Sérgio C. Buarque

O voto nulo no segundo turno das eleições presidenciais não significa neutralidade. O voto nulo é a rejeição das duas candidaturas que sobraram depois da avalanche do primeiro turno, com alta carga emocional em favor de dois polos amplamente rejeitados. Não voto em Jair Bolsonaro pelo que ele tem sido e pelo que ele é, independentemente do seu programa de governo e do que vem declarando agora, na tentativa de reduzir a desconfiança dos democratas. E não voto em Fernando Haddad, independentemente do que ele é, pelo seu programa de governo, pela sua base partidária e pelo que ele continua defendendo de uma política macroeconômica anacrônica e desastrada,  que levou à maior recessão da história do Brasil,  e ao completo estrangulamento das finanças públicas. A equipe do candidato Haddad, publicada ontem no jornal Estadode São Paulo, mostra uma reedição grotesca dos personagens que dominaram a cena política brasileira durante os governos do PT.

Como a rejeição a Bolsonaro é incontornável (pelo que ele é), esperava que, para o segundo turno, o candidato Fernando Haddad entabulasse negociações sérias com lideranças políticas moderadas e responsáveis, capazes de compor um programa de governo de coalizão, diferente do que foi entregue ao TSE-Tribunal Superior Eleitoral, e divulgado com fervor na campanha para o primeiro turno das eleições. Esperava, principalmente, uma revisão significativa da proposta de política macroeconômicaque apontasse para reformas e ajustes nas finanças públicas. Passada a primeira semana, não houve nenhuma negociação política que indicasse o redesenho de um eventual governo de Haddad. Exceto as falas mansas, renunciando à Constituinte expressa no seu programa de governo, e a substituição do “L” do” Lula livre” pelo “V” (de vergonha?), o candidato do PT continua afirmando que vai anular a emenda constitucional que estabeleceu o teto de gastos e derrubar a reforma trabalhista, além de negar a importância de uma ampla reforma da Previdência.

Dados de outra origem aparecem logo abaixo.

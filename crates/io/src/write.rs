//! Self-describing NetCDF output for derived surfaces and fields.

use std::path::Path;

use indra_grid::Grid;
use ndarray::Array2;
use tracing::info;

use crate::error::IoError;

/// Write a 2-D (lat, lon) surface with its coordinate variables.
pub fn write_surface(
    path: &Path,
    name: &str,
    surface: &Array2<f64>,
    lat: &[f64],
    lon: &[f64],
) -> Result<(), IoError> {
    let shape = surface.shape();
    if shape != [lat.len(), lon.len()] {
        return Err(IoError::DimensionMismatch {
            name: format!("{name} surface"),
            expected: lat.len() * lon.len(),
            got: shape[0] * shape[1],
        });
    }

    let mut file = netcdf::create(path)?;
    file.add_dimension("lat", lat.len())?;
    file.add_dimension("lon", lon.len())?;

    let mut lat_var = file.add_variable::<f64>("lat", &["lat"])?;
    lat_var.put_values(lat, ..)?;
    let mut lon_var = file.add_variable::<f64>("lon", &["lon"])?;
    lon_var.put_values(lon, ..)?;

    let mut var = file.add_variable::<f64>(name, &["lat", "lon"])?;
    let flat: Vec<f64> = surface.iter().copied().collect();
    var.put_values(&flat, ..)?;

    info!(path = %path.display(), name, "wrote surface");
    Ok(())
}

/// Write a full (time, lat, lon) grid with CF-style day offsets on the
/// time axis.
pub fn write_field(path: &Path, name: &str, grid: &Grid) -> Result<(), IoError> {
    let (n_time, n_lat, n_lon) = grid.shape();

    let mut file = netcdf::create(path)?;
    file.add_dimension("time", n_time)?;
    file.add_dimension("lat", n_lat)?;
    file.add_dimension("lon", n_lon)?;

    let base = grid.time()[0];
    let offsets: Vec<f64> = grid
        .time()
        .iter()
        .map(|d| (*d - base).num_days() as f64)
        .collect();
    let mut time_var = file.add_variable::<f64>("time", &["time"])?;
    time_var.put_values(&offsets, ..)?;
    time_var.put_attribute("units", format!("days since {base}"))?;

    let mut lat_var = file.add_variable::<f64>("lat", &["lat"])?;
    lat_var.put_values(grid.lat(), ..)?;
    let mut lon_var = file.add_variable::<f64>("lon", &["lon"])?;
    lon_var.put_values(grid.lon(), ..)?;

    let mut var = file.add_variable::<f64>(name, &["time", "lat", "lon"])?;
    let flat: Vec<f64> = grid.values().iter().copied().collect();
    var.put_values(&flat, ..)?;

    info!(path = %path.display(), name, n_time, "wrote field");
    Ok(())
}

No seu pronunciamento após a derrota no primeiro turno, Marina Silva afirmou que, a partir de janeiro, estaria na oposição, independentemente  de qual dos dois candidatos ganhasse as eleições. Podemos concluir que ela rejeitaas duas alternativas. Ela talvez se  tenha  precipitado,  porque poderia ter esperado, ou até tentado alguma negociação com Fernando Haddad. Mas agora, quando o cenário está posto, não basta dizer que será oposição a qualquer um dos vencedores. Esta rejeição leva agora ao voto nulo, oposição desde agora aos dois candidatos, e sem nenhuma responsabilidade com o futuro governo. Se, como expressaram alguns intelectuais e políticos, não podemos “ajudar a abrir a porta para o autoritarismo e a intolerância” (Cristovam Buarque), também não devemos abrir o caminho para a volta do populismo econômico que arruinou a economia brasileira, e que ameaça jogar o Brasil no abismo, com todas as consequências sociais e políticas.